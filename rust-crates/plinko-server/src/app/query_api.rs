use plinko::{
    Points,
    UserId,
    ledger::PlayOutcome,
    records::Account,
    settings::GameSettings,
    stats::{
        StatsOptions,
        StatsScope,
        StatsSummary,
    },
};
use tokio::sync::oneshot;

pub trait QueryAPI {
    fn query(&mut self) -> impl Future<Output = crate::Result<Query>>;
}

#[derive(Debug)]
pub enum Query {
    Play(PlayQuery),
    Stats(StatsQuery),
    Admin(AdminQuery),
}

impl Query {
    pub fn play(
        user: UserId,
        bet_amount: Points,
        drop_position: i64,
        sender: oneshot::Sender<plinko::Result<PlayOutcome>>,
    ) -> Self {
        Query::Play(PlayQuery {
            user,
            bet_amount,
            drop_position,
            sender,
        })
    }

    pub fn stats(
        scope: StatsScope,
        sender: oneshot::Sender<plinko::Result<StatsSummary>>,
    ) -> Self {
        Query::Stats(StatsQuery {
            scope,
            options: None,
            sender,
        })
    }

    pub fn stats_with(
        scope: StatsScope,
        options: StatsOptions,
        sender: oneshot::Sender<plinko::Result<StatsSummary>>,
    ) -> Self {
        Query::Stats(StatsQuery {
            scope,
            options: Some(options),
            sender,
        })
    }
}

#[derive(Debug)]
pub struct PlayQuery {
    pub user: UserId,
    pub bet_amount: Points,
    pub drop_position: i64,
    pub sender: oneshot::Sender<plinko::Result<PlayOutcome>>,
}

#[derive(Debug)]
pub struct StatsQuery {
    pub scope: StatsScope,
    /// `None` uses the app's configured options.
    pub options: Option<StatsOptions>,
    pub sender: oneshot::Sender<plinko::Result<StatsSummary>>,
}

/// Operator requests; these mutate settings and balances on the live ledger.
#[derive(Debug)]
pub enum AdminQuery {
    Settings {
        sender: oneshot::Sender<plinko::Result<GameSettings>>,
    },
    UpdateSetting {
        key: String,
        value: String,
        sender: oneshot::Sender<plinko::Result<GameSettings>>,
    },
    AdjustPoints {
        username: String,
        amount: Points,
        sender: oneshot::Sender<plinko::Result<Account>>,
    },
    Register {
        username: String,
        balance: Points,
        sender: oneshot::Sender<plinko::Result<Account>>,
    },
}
----------------------------------------
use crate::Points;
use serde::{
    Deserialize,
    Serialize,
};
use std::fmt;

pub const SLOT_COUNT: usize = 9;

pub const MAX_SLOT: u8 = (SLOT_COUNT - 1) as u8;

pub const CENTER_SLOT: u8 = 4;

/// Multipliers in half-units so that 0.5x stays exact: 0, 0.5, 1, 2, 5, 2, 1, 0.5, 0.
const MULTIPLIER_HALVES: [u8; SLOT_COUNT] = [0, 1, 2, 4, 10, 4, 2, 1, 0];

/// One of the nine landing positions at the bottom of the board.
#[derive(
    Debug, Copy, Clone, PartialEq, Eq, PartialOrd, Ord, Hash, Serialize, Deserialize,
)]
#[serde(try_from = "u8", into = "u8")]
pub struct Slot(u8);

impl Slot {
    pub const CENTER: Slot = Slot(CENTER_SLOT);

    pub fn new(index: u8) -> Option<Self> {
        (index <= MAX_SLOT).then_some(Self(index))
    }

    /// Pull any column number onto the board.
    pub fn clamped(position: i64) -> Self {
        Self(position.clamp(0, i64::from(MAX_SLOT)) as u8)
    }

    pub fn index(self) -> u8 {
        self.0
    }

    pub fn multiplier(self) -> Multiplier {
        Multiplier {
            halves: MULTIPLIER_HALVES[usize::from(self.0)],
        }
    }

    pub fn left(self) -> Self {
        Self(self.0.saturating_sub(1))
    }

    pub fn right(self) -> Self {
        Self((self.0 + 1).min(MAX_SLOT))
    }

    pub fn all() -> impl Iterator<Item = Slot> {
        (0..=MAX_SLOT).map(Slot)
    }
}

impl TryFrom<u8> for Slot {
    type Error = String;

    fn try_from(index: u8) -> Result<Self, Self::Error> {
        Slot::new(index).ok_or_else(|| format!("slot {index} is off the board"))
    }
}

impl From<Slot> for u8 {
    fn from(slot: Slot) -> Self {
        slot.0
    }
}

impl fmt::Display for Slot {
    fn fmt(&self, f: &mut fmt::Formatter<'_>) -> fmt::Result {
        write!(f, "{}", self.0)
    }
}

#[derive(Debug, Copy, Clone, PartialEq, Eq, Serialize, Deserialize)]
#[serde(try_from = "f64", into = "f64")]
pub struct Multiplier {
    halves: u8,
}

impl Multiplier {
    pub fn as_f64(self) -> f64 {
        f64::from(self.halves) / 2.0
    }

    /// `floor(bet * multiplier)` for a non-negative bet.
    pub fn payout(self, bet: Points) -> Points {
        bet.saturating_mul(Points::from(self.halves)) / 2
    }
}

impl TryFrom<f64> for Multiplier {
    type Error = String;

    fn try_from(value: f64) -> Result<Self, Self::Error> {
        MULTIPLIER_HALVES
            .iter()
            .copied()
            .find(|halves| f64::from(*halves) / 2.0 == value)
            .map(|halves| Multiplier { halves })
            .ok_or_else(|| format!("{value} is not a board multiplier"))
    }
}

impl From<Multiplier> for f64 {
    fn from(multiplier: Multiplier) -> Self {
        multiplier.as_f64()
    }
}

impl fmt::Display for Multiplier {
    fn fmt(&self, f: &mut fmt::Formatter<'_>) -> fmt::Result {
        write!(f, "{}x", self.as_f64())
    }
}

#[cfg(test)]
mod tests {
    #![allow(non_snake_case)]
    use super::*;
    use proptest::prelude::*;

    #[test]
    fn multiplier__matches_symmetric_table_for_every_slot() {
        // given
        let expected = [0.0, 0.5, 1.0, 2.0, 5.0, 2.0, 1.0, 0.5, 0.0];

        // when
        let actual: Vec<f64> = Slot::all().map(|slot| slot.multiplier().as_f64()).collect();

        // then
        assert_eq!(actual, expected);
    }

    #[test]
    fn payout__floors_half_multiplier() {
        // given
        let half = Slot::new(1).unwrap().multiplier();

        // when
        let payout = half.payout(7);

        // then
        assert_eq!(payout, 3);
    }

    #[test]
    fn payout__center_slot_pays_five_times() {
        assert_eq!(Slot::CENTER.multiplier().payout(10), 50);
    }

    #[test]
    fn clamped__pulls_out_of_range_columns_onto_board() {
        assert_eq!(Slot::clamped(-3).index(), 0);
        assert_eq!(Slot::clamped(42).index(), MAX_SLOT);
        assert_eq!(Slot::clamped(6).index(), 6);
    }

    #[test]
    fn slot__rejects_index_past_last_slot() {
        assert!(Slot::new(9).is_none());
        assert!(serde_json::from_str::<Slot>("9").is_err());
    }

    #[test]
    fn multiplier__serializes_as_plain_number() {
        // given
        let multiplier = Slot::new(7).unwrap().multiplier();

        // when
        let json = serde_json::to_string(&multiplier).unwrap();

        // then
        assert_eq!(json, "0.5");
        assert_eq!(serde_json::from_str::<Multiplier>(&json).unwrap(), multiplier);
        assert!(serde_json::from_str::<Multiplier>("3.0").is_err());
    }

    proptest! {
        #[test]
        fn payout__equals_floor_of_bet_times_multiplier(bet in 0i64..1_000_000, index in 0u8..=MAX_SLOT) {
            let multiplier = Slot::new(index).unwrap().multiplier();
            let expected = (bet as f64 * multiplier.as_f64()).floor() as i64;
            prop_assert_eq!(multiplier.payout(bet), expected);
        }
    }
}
----------------------------------------
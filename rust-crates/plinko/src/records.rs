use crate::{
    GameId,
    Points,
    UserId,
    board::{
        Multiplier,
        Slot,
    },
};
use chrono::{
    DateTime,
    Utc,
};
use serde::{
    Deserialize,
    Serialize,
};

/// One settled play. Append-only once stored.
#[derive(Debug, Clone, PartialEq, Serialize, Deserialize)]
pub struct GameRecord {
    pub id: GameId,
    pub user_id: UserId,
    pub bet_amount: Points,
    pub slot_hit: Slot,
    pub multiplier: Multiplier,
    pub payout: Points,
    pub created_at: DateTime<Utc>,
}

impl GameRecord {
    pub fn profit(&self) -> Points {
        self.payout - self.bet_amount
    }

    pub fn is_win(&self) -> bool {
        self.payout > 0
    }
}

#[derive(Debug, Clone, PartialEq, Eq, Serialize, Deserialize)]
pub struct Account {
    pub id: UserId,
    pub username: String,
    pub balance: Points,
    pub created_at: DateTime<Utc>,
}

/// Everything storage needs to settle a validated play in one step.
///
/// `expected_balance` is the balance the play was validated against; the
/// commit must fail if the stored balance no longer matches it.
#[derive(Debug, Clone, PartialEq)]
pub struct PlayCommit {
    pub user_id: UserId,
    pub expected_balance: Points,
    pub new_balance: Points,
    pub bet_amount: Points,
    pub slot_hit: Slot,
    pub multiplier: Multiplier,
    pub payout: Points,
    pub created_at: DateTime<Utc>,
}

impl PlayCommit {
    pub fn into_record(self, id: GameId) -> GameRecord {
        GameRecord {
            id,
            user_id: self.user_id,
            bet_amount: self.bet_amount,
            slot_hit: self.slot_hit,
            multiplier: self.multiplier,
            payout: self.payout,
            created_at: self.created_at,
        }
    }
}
----------------------------------------
*To do*.
Your reply is to repeat, unchanged, the lines above running from the one with "filename rust-crates/plinko/src/records.rs" up to and including the one with "pub struct Account".

*Worked solution*.
filename rust-crates/plinko/src/records.rs
use crate::{
    GameId,
    Points,
    UserId,
    board::{
        Multiplier,
        Slot,
    },
};
use chrono::{
    DateTime,
    Utc,
};
use serde::{
    Deserialize,
    Serialize,
};

/// One settled play. Append-only once stored.
#[derive(Debug, Clone, PartialEq, Serialize, Deserialize)]
pub struct GameRecord {
    pub id: GameId,
    pub user_id: UserId,
    pub bet_amount: Points,
    pub slot_hit: Slot,
    pub multiplier: Multiplier,
    pub payout: Points,
    pub created_at: DateTime<Utc>,
}

impl GameRecord {
    pub fn profit(&self) -> Points {
        self.payout - self.bet_amount
    }

    pub fn is_win(&self) -> bool {
        self.payout > 0
    }
}

#[derive(Debug, Clone, PartialEq, Eq, Serialize, Deserialize)]
pub struct Account {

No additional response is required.